Por outro lado, ainda que se entendesse que a competência para tratar a matéria estaria também reservada aos Estados, não se pode olvidar que os § 1º e 2º do art. 2º do projeto de lei não se revestem da necessária clareza para sua aplicação.

Essa afirmativa encontra espeque no fato do § 1º do art. 2º não definir assertivamente quais os elementos de prova serão considerados nem o instrumento e o momento em que se dará a ruptura do repasse de verbas, além de não dispor sobre qual mecanismo judicial será utilizado para revolvê-lo.

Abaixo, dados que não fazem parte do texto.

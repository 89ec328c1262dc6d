//! Chess rules engine.
//!
//! This crate provides:
//! - [`Board`] - 8×8 mailbox grid with reversible move application
//! - [`Position`] - board plus turn, castling rights, last move and clock
//! - [`Game`] - legality checks, move execution, history and outcomes
//! - [`RulesConfig`] - castling strictness, repetition keys and history scope
//! - Move generation in three layers: attacks, pseudo-legal, legal
//! - Save-record restore and serialization
//!
//! # Architecture
//!
//! Check detection uses only attack sets, never the legality filter. The
//! legality filter tries every candidate on a scratch copy of the board
//! through [`Board::with_applied`], which applies the move, evaluates a
//! closure and reverts it again.
//!
//! # Example
//!
//! ```
//! use chess_rules::{Game, Outcome};
//!
//! let mut game = Game::new();
//! for uci in ["f2f3", "e7e5", "g2g4", "d8h4"] {
//!     game.make_move_uci(uci).unwrap();
//! }
//! assert!(matches!(game.outcome(), Outcome::Checkmate { .. }));
//! println!("Saved: {}", game.to_save());
//! ```

mod board;
pub mod collaborators;
mod config;
mod game;
pub mod movegen;
mod outcome;
mod position;
mod square_set;

pub use board::{Board, Undo};
pub use collaborators::{
    BoardRenderer, Players, ReportError, ResultRecorder, Standings, TextRenderer,
};
pub use config::{CastlingCheck, ConfigError, HistoryScope, RepetitionKey, RulesConfig};
pub use game::{Game, GameError};
pub use movegen::{is_in_check, is_square_attacked, legal_moves, legal_targets};
pub use outcome::{evaluate, DrawReason, Outcome};
pub use position::{CastleSide, CastlingRights, Played, Position, PositionError};
pub use square_set::SquareSet;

Há apenas o indicativo de que basta se tratar de “empresas envolvidas em procedimentos investigativos de corrupção”, “caso comprovado que os administradores destas sabiam das irregularidades, só podendo ser retomados em caso de isenção de responsabilidade declarada pelo Poder Judiciário”.

De igual modo, o § 2º do art. 2º da proposta legislativa ao indicar o vencimento antecipado do contrato e aplicação de multa para a empresa condenada por ato de corrupção, considerando a independência das instâncias administrativa e judicial, também deixa de estabelecer qual provimento que daria ensejo a tal sanção (se judicial ou administrativo), em qual instância se dará essa condenação para fins de aplicação e em qual nível federativo.

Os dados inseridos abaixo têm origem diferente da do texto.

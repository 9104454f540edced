//! The two exact B&B engines (spec §4.5/§4.6) and the incremental
//! search state they share (spec §4.4 common delta machinery).

pub mod common;
pub mod furini;
pub mod sewell;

Vale trazer à tona outro ponto crítico do § 1º do art. 2º, que se apoia para fins de aplicação desta sanção apenas em “procedimento investigativo de corrupção” - que tem natureza jurídica de procedimento pré-processual, precário, sem contraditório e informativo -, causando insegurança jurídica e possível violação de direitos fundamentais (v.g., devido processo legal, ampla defesa, contraditório e presunção de inocência - art. 5º, LIV, LV e LVII, da CF/88). (...)

Essas, Senhor Presidente, são as razões que me levaram a vetar parcialmente o Projeto de Lei nº 134/2017, as quais ora submeto à apreciação dos membros dessa Casa de Leis.

Palácio Paiaguás, em Cuiabá,  29  de   agosto   de 2018.